What you are asked to do:
After locating the line that contains "use crate::core::stats::SessionStats;" in the data below, set down exactly that line and each one after it through the line that contains "pub struct SummaryState", and nothing more.

Data under study:
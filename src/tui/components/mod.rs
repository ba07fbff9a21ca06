//! # TUI Components
//!
//! One component per screen, plus the pieces they share.
//!
//! ## Component Architecture
//!
//! ### Stateless Components (Props-Based Rendering)
//!
//! Display components that receive all data as struct fields:
//! - `TitleBar`: app name, topic/level, status
//! - `LoadingView`, `ErrorView`
//! - `FlashcardView`: one card face
//! - `PlayingView`: progress gauge, card, judge controls
//! - `FeedbackOverlay`: popup between judge and advance
//!
//! ### Stateful Components (Event-Driven)
//!
//! Components that keep presentation state across frames and emit events:
//! - `StartScreenState`: which picker has focus
//! - `SummaryState`: scroll offset of the review list
//!
//! Chosen topic, level, deck and stats always come from the core session;
//! components never mutate it.
//!
//! ```text
//! components/
//! ├── mod.rs
//! ├── title_bar.rs
//! ├── start_screen.rs
//! ├── loading.rs
//! ├── flashcard.rs
//! ├── playing.rs
//! ├── feedback.rs
//! ├── summary.rs
//! └── error_view.rs
//! ```

mod title_bar;
pub use title_bar::TitleBar;

pub mod error_view;
pub mod feedback;
pub mod flashcard;
pub mod loading;
pub mod playing;
pub mod start_screen;
pub mod summary;

pub use error_view::ErrorView;
pub use feedback::pick_message;
pub use loading::LoadingView;
pub use playing::PlayingView;
pub use start_screen::{StartEvent, StartScreen, StartScreenState};
pub use summary::{SummaryEvent, SummaryState, SummaryView};
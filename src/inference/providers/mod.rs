pub mod gemini;
pub mod lmstudio;
pub mod openrouter;
mod responses;

pub use gemini::GeminiProvider;
pub use lmstudio::LmStudioProvider;
pub use openrouter::OpenRouterProvider;
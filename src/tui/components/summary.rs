//! # Summary Screen
//!
//! End-of-deck results: score headline, tallies, and a scrollable
//! "Let's Review These" list of the cards marked Still Learning.
//!
//! The review list can outgrow the terminal, so it renders through a
//! `tui_scrollview::ScrollView` whose offset persists in `SummaryState`.

use ratatui::Frame;
use ratatui::layout::{Alignment, Constraint, Flex, Layout, Rect, Size};
use ratatui::style::{Color, Modifier, Style};
use ratatui::text::{Line, Span};
use ratatui::widgets::{Block, Paragraph};
use tui_scrollview::{ScrollView, ScrollViewState, ScrollbarVisibility};

use crate::core::card::VocabularyCard;
use crate::core::stats::SessionStats;
use crate::tui::component::{Component, EventHandler};
use crate::tui::event::TuiEvent;

#[derive(Debug, Clone, Copy, PartialEq, Eq)]
pub enum SummaryEvent {
    PlayAgain,
}

#[derive(Debug, Default)]
pub struct SummaryState {
    pub scroll_state: ScrollViewState,
}

impl SummaryState {
    pub fn reset(&mut self) {
        self.scroll_state = ScrollViewState::default();
    }
}

impl EventHandler for SummaryState {
    type Event = SummaryEvent;

    fn handle_event(&mut self, event: &TuiEvent) -> Option<SummaryEvent> {
        match event {
            TuiEvent::Submit | TuiEvent::InputChar('r') => Some(SummaryEvent::PlayAgain),
            TuiEvent::ScrollUp | TuiEvent::CursorUp => {
                self.scroll_state.scroll_up();
                None
            }
            TuiEvent::ScrollDown | TuiEvent::CursorDown => {
                self.scroll_state.scroll_down();
                None
            }
            TuiEvent::ScrollPageUp => {
                self.scroll_state.scroll_page_up();
                None
            }
            TuiEvent::ScrollPageDown => {
                self.scroll_state.scroll_page_down();
                None
            }
            _ => None,
        }
    }
}

pub fn headline(stats: &SessionStats) -> &'static str {
    if stats.is_great_score() {
        "Amazing Job!"
    } else {
        "Session Complete!"
    }
}

fn review_lines(card: &VocabularyCard, width: usize) -> Vec<Line<'static>> {
    let mut lines = vec![Line::from(vec![
        Span::styled(
            card.word.clone(),
            Style::default()
                .fg(Color::Yellow)
                .add_modifier(Modifier::BOLD),
        ),
        Span::styled(
            format!("  {}", card.pronunciation),
            Style::default().fg(Color::Gray),
        ),
        Span::styled(
            format!("  {}", card.part_of_speech),
            Style::default()
                .fg(Color::DarkGray)
                .add_modifier(Modifier::ITALIC),
        ),
    ])];
    lines.extend(
        textwrap::wrap(&card.definition, width.max(1))
            .into_iter()
            .map(|l| Line::from(l.into_owned())),
    );
    let example_style = Style::default()
        .fg(Color::DarkGray)
        .add_modifier(Modifier::ITALIC);
    lines.extend(
        textwrap::wrap(&format!("\"{}\"", card.example), width.max(1))
            .into_iter()
            .map(|l| Line::from(Span::styled(l.into_owned(), example_style))),
    );
    lines.push(Line::default());
    lines
}

pub struct SummaryView<'a> {
    pub stats: &'a SessionStats,
    pub state: &'a mut SummaryState,
}

impl Component for SummaryView<'_> {
    fn render(&mut self, frame: &mut Frame, area: Rect) {
        let width = area.width.min(64);
        let [column] = Layout::horizontal([Constraint::Length(width)])
            .flex(Flex::Center)
            .areas(area);

        let has_review = !self.stats.incorrect_words.is_empty();
        let [header_area, review_area, play_area] = Layout::vertical([
            Constraint::Length(6),
            Constraint::Min(if has_review { 3 } else { 0 }),
            Constraint::Length(1),
        ])
        .areas(column);

        let pct = self.stats.score_percentage().unwrap_or(0);
        let header = Paragraph::new(vec![
            Line::from(Span::styled(
                headline(self.stats),
                Style::default()
                    .fg(Color::Magenta)
                    .add_modifier(Modifier::BOLD),
            )),
            Line::from(Span::styled(
                format!("{pct}%"),
                Style::default().add_modifier(Modifier::BOLD),
            )),
            Line::from(format!(
                "You mastered {} new words today!",
                self.stats.correct
            )),
            Line::default(),
            Line::from(vec![
                Span::styled(
                    format!("Super Stars: {}", self.stats.correct),
                    Style::default().fg(Color::Green),
                ),
                Span::raw("    "),
                Span::styled(
                    format!("Keep Practicing: {}", self.stats.incorrect),
                    Style::default().fg(Color::Yellow),
                ),
            ]),
        ])
        .alignment(Alignment::Center);
        frame.render_widget(header, header_area);

        if has_review {
            let block = Block::bordered()
                .title("Let's Review These")
                .border_style(Style::default().fg(Color::DarkGray));
            let inner = block.inner(review_area);
            frame.render_widget(block, review_area);

            // One column reserved for the scrollbar
            let content_width = inner.width.saturating_sub(1);
            let rows: Vec<Vec<Line>> = self
                .stats
                .incorrect_words
                .iter()
                .map(|card| review_lines(card, content_width as usize))
                .collect();
            let total_height: u16 = rows.iter().map(|r| r.len() as u16).sum();

            let mut scroll_view = ScrollView::new(Size::new(content_width, total_height))
                .vertical_scrollbar_visibility(ScrollbarVisibility::Automatic)
                .horizontal_scrollbar_visibility(ScrollbarVisibility::Never);
            let mut y: u16 = 0;
            for row in rows {
                let height = row.len() as u16;
                scroll_view.render_widget(
                    Paragraph::new(row),
                    Rect::new(0, y, content_width, height),
                );
                y += height;
            }
            frame.render_stateful_widget(scroll_view, inner, &mut self.state.scroll_state);
        }

        let play = Paragraph::new(Line::from(vec![
            Span::styled(
                "Play Again",
                Style::default()
                    .fg(Color::Green)
                    .add_modifier(Modifier::BOLD),
            ),
            Span::styled("  (Enter)", Style::default().fg(Color::DarkGray)),
        ]))
        .alignment(Alignment::Center);
        frame.render_widget(play, play_area);
    }
}

#[cfg(test)]
mod tests {
    use super::*;
    use crate::test_support::sample_cards;
    use ratatui::Terminal;
    use ratatui::backend::TestBackend;

    fn stats_with(known: &[bool]) -> SessionStats {
        let cards = sample_cards(known.len());
        let mut stats = SessionStats::for_deck(known.len());
        for (card, known) in cards.iter().zip(known) {
            stats.record(card, *known);
        }
        stats
    }

    fn render(stats: &SessionStats, state: &mut SummaryState) -> String {
        let backend = TestBackend::new(70, 24);
        let mut terminal = Terminal::new(backend).unwrap();
        terminal
            .draw(|f| {
                SummaryView { stats, state }.render(f, f.area());
            })
            .unwrap();
        terminal
            .backend()
            .buffer()
            .content()
            .iter()
            .map(|c| c.symbol())
            .collect::<String>()
    }

    #[test]
    fn test_headline_threshold() {
        assert_eq!(headline(&stats_with(&[true, true, true, false])), "Amazing Job!");
        assert_eq!(headline(&stats_with(&[true, false])), "Session Complete!");
        let exactly_seventy = [true, true, true, true, true, true, true, false, false, false];
        assert_eq!(headline(&stats_with(&exactly_seventy)), "Amazing Job!");
    }

    #[test]
    fn test_summary_lists_missed_words() {
        let stats = stats_with(&[true, false, true]);
        let mut state = SummaryState::default();
        let text = render(&stats, &mut state);

        assert!(text.contains("67%"));
        assert!(text.contains("Super Stars: 2"));
        assert!(text.contains("Keep Practicing: 1"));
        assert!(text.contains("Let's Review These"));
        assert!(text.contains("word-1"));
        assert!(!text.contains("word-0"));
        assert!(text.contains("Play Again"));
    }

    #[test]
    fn test_perfect_score_has_no_review_list() {
        let stats = stats_with(&[true, true]);
        let mut state = SummaryState::default();
        let text = render(&stats, &mut state);

        assert!(text.contains("Amazing Job!"));
        assert!(text.contains("100%"));
        assert!(!text.contains("Let's Review These"));
    }

    #[test]
    fn test_play_again_keys() {
        let mut state = SummaryState::default();
        assert_eq!(state.handle_event(&TuiEvent::Submit), Some(SummaryEvent::PlayAgain));
        assert_eq!(
            state.handle_event(&TuiEvent::InputChar('r')),
            Some(SummaryEvent::PlayAgain)
        );
        assert_eq!(state.handle_event(&TuiEvent::ScrollDown), None);
    }
}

Exercise result:
use crate::core::stats::SessionStats;
use crate::tui::component::{Component, EventHandler};
use crate::tui::event::TuiEvent;

#[derive(Debug, Clone, Copy, PartialEq, Eq)]
pub enum SummaryEvent {
    PlayAgain,
}

#[derive(Debug, Default)]
pub struct SummaryState {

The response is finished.